» TASK DESCRIPTION:
If a line in the records below contains the word "Copy", return that line.

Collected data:
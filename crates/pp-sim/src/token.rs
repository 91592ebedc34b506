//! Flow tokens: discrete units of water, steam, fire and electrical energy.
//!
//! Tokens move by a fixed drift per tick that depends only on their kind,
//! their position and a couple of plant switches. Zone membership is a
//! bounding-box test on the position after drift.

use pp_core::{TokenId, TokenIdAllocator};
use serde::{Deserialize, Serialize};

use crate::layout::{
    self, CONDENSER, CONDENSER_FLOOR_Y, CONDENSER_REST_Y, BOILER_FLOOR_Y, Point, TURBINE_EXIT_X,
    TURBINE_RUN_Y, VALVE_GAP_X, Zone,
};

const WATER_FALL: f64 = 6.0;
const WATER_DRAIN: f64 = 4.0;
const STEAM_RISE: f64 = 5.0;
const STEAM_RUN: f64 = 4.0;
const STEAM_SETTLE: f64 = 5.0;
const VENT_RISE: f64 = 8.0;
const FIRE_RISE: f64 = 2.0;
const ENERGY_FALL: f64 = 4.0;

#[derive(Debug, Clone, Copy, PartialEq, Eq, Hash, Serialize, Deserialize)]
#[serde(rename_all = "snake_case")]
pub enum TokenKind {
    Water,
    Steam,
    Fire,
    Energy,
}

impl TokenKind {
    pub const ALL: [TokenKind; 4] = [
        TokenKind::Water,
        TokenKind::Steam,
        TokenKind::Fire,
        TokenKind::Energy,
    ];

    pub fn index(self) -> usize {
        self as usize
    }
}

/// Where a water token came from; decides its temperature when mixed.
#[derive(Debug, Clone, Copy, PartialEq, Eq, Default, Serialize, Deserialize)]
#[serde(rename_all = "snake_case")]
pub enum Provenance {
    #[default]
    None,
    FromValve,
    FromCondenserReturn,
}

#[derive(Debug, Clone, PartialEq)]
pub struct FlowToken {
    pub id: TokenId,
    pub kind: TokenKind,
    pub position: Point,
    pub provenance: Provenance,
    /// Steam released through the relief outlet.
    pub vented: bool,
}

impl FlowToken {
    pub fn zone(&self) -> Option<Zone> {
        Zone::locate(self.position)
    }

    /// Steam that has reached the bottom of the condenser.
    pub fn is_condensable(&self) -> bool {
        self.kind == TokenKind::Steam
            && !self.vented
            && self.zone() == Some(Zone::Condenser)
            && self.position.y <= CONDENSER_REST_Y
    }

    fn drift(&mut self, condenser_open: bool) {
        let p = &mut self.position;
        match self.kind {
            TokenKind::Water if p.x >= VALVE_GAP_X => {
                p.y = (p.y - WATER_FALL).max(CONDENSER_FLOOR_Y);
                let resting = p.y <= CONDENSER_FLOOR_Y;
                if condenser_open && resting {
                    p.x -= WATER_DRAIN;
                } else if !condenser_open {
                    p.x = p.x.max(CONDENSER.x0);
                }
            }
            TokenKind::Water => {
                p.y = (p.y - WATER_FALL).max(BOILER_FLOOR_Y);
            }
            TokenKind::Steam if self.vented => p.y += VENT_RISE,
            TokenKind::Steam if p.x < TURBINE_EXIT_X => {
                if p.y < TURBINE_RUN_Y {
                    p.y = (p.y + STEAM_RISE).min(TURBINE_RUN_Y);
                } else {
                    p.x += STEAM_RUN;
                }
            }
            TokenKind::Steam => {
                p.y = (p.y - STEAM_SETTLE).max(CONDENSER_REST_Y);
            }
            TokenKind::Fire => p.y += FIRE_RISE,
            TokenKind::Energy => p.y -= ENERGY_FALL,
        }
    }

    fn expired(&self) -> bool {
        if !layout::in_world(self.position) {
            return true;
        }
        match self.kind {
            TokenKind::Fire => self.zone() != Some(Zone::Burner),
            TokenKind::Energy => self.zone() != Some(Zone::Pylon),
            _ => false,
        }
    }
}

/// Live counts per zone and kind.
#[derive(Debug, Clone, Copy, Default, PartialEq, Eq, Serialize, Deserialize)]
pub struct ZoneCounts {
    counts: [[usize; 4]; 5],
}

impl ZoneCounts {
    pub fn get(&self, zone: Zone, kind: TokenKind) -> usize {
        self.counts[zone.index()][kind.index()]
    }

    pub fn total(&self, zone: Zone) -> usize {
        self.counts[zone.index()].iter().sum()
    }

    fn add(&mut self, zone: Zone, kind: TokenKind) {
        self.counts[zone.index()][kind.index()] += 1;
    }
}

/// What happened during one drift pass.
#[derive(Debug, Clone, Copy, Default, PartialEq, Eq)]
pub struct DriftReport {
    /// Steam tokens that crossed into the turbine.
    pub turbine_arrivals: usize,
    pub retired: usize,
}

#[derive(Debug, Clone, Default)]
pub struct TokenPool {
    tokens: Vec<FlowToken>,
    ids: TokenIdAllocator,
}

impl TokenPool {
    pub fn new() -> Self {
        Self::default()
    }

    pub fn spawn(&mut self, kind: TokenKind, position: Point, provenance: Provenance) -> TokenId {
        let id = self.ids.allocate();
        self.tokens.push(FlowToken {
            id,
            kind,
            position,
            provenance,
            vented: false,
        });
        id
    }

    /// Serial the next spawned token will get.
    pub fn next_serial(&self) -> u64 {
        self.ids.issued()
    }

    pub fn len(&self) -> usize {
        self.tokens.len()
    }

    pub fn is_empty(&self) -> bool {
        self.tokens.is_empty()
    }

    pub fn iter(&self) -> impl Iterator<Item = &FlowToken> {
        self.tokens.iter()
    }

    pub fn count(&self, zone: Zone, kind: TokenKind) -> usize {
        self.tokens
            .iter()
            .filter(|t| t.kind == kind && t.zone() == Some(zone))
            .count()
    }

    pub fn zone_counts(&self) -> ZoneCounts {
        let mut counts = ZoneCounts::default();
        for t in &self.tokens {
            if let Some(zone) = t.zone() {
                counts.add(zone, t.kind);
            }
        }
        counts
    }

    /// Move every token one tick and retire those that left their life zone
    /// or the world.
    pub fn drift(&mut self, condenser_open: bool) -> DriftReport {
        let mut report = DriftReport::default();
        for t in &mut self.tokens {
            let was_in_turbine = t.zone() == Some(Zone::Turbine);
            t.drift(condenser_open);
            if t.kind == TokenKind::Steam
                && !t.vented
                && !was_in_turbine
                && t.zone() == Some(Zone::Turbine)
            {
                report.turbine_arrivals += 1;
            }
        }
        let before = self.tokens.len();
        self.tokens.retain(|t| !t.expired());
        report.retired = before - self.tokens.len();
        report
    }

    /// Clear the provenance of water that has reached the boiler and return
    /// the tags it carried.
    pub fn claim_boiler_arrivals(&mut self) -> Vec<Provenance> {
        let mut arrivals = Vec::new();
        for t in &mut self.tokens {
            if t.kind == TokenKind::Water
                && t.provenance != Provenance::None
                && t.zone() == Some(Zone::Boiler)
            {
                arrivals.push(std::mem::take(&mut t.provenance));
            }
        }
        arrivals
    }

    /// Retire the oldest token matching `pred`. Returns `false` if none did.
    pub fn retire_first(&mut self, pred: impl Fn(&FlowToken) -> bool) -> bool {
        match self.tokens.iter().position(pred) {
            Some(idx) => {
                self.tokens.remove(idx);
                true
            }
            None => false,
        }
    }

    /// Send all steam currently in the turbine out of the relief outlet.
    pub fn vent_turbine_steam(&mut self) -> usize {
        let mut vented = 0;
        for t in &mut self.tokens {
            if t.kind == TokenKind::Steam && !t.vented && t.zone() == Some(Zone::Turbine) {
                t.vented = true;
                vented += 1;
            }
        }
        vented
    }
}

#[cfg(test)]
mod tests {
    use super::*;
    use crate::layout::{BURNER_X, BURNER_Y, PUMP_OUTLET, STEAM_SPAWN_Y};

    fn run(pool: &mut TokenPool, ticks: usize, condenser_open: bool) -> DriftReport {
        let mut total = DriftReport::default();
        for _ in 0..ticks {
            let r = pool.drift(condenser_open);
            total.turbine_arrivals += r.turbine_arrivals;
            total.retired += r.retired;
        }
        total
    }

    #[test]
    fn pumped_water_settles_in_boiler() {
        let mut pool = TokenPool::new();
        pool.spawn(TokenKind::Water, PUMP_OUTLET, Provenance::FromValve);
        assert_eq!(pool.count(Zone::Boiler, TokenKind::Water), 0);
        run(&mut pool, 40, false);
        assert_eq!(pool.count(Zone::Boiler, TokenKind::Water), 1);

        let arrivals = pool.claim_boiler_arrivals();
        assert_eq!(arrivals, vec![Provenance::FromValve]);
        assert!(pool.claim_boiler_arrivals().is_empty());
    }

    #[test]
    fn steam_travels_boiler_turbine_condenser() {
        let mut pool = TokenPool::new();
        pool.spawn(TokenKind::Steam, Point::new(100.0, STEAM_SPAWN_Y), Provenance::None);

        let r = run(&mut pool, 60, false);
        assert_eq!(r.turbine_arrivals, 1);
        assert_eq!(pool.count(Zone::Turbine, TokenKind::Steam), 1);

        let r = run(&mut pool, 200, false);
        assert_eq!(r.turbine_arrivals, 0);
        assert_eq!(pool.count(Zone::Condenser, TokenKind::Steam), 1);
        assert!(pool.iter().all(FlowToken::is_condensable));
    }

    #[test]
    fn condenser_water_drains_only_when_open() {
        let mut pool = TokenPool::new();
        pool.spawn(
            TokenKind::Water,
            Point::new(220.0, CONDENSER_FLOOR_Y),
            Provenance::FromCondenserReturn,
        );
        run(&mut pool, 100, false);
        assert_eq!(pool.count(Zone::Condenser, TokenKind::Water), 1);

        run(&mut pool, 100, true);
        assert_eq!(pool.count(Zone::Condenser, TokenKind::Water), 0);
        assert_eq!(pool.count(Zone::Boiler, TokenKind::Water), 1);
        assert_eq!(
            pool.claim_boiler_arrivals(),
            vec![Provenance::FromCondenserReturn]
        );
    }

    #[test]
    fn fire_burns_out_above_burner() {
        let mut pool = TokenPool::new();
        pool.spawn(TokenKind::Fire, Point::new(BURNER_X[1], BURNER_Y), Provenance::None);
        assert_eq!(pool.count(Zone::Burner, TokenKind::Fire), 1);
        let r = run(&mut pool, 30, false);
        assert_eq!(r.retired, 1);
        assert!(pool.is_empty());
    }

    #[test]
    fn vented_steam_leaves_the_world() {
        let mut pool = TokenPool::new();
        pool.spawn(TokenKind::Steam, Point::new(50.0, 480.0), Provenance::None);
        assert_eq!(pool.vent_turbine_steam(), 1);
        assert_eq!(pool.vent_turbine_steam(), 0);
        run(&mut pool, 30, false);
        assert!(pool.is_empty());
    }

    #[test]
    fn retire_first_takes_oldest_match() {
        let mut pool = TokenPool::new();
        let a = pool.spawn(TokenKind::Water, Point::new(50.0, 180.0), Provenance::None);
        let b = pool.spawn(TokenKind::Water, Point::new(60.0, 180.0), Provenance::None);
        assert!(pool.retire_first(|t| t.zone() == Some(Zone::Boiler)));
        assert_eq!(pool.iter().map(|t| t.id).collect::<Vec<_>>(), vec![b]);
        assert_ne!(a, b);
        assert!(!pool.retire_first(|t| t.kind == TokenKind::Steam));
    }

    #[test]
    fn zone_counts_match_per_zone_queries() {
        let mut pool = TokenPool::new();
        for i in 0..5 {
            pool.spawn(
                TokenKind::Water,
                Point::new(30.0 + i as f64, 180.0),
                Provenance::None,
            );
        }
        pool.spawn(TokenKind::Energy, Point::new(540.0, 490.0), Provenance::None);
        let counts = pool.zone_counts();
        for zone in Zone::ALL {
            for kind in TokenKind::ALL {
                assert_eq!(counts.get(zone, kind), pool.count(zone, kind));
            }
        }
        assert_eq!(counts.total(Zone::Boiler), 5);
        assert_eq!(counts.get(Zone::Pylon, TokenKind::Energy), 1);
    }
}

» SOLUTION TO THE PROBLEM:
#[derive(Debug, Clone, Copy, PartialEq, Eq, Hash, Serialize, Deserialize)]
#[derive(Debug, Clone, Copy, PartialEq, Eq, Default, Serialize, Deserialize)]
#[derive(Debug, Clone, Copy, Default, PartialEq, Eq, Serialize, Deserialize)]
#[derive(Debug, Clone, Copy, Default, PartialEq, Eq)]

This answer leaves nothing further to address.